NBC Sports Chicago is breaking down the 15 full-time players on the Bulls' roster. Next up is Otto Porter Jr.
11.9 PPG, 3.4 RPG, 1.1 SPG | 44.3% FG, 38.7% 3P, 70.4% FT | 20.1% USG (14 G)
July 2017: Signed 4-year, $106.5 million with Washington Wizards (player option on fourth year; ext. eligible Oct. 18)
2020-21: $28,489,238 (player option)* | 2021-22: UFA
*Player option deadline Oct. 17
Porter remains, on paper, just about the optimal player to slot into the Bulls’ current core starting lineup. A versatile wing defender capable of checking 1-4, marksman of an outside shooter and effective slasher, the theoretical vision of him is the ideal low-usage, high-efficiency, dirty-work small forward to run alongside Zach LaVine, Coby White and Lauri Markkanen.
Just how good a shooter is Porter? Since 2016-17, he’s one of eight NBA players to break 40% from 3-point range (min. four attempts per game), 50% from 2-point range and 80% from the foul line while appearing in at least 200 games. And he's an assassin from the corners: In that same timespan, Porter has made a gaudy 43.1% of 290 corner 3-point looks.

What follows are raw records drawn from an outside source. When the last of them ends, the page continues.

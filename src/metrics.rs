//! In-process counters (SPEC_FULL.md §4.7), grounded on
//! `original_source/convert.cpp`'s `Metrics` struct and throughput
//! calculation. No external metrics emission — `tracing::info!` is the
//! only sink, matching the ambient observability the rest of this crate
//! uses.

use std::time::Duration;

/// Running counters for one ingest run (or one file, at the driver's
/// discretion).
#[derive(Debug, Default, Clone, Copy)]
pub struct IngestMetrics {
    pub records_processed: u64,
    pub records_failed: u64,
    pub data_in_bytes: u64,
    pub data_out_bytes: u64,
}

/// Derived, point-in-time summary of an `IngestMetrics` snapshot.
#[derive(Debug, Clone, Copy)]
pub struct MetricsSummary {
    pub records_processed: u64,
    pub records_failed: u64,
    pub data_in_bytes: u64,
    pub data_out_bytes: u64,
    pub mib_per_second: f64,
}

impl IngestMetrics {
    pub fn record_ok(&mut self, in_bytes: u64, out_bytes: u64) {
        self.records_processed += 1;
        self.data_in_bytes += in_bytes;
        self.data_out_bytes += out_bytes;
    }

    pub fn record_failure(&mut self, in_bytes: u64) {
        self.records_failed += 1;
        self.data_in_bytes += in_bytes;
    }

    /// Compute throughput in MiB/s over `elapsed`, the same formula as
    /// `ProcessFile`'s `data_in / 1024 / 1024 / elapsed_seconds`. Guarded
    /// against division by zero for runs too fast to measure.
    pub fn finish(&self, elapsed: Duration) -> MetricsSummary {
        let seconds = elapsed.as_secs_f64();
        let mib_per_second = if seconds > 0.0 { (self.data_in_bytes as f64 / 1024.0 / 1024.0) / seconds } else { 0.0 };

        MetricsSummary {
            records_processed: self.records_processed,
            records_failed: self.records_failed,
            data_in_bytes: self.data_in_bytes,
            data_out_bytes: self.data_out_bytes,
            mib_per_second,
        }
    }
}

impl MetricsSummary {
    pub fn log(&self, label: &str) {
        tracing::info!(
            label,
            records_processed = self.records_processed,
            records_failed = self.records_failed,
            data_in_bytes = self.data_in_bytes,
            data_out_bytes = self.data_out_bytes,
            mib_per_second = self.mib_per_second,
            "ingest run complete"
        );
    }
}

The Bulls' long-ball-heavy system (which ranked 11th in the NBA in corner 3 frequency, garbage time excluded, per Cleaning the Glass) would have undoubtedly looked better — maybe not pristine, but better — had their most proven outside shooter been available, especially considering Kris Dunn and Chandler Hutchison were his primary replacements.
That’s not to say Porter is the answer to all of the Bulls ails. He stumbled out of the gate this year as much as anyone, and the team was just 3-6 when he went down on Nov. 6 with a foot injury that caused him to miss 52 straight contests. And all of the above is, of course, still theoretical. But a return to form for him in 2020-21 could mean elite-level floor spacing and a defensive linchpin at the Bulls’ thinnest position.
Areas to Improve
But the question burns, after nearly missing all of 2019-20: How closely will Porter resemble the above player when the Bulls next suit up — that is, assuming he picks up his roughly $28.5 million player option for 2020-21 (we’ll call that a safe assumption). Remember: Porter's 2018-19 campaign was also cut short by a shoulder ailment, meaning he’s appeared in just 29 of a possible 93 games for the Bulls since being acquired from the Wizards at last season's trade deadline. He's flashed impactfulness in those 29 games, but availability is an ability, and his Bulls tenure has been a disappointment in that department.
You could also knit pick his playmaking — Porter’s never averaged more than two assists per game over a full season — but, ideally, he’d never need to be more than a secondary or tertiary creator given the team's construction. It feels odd to list it as an area for improvement, but the best way Porter can go about helping the Bulls next season is by simply staying on the floor, and proving his time sidelined didn’t dull the strengths of his game.
It’s not outlandish to say the best version of Porter is the Bulls’ missing piece. No, not to championship contention — or even second round of the Eastern Conference playoffs contention — but certainly towards playing more put-together basketball and making some noise in the lower range of the Eastern Conference playoff picture. He should still be capable of being a complementary starter, the quintessential 3-and-D wing, on any number of good-to-great teams in the league if/when he's healthy.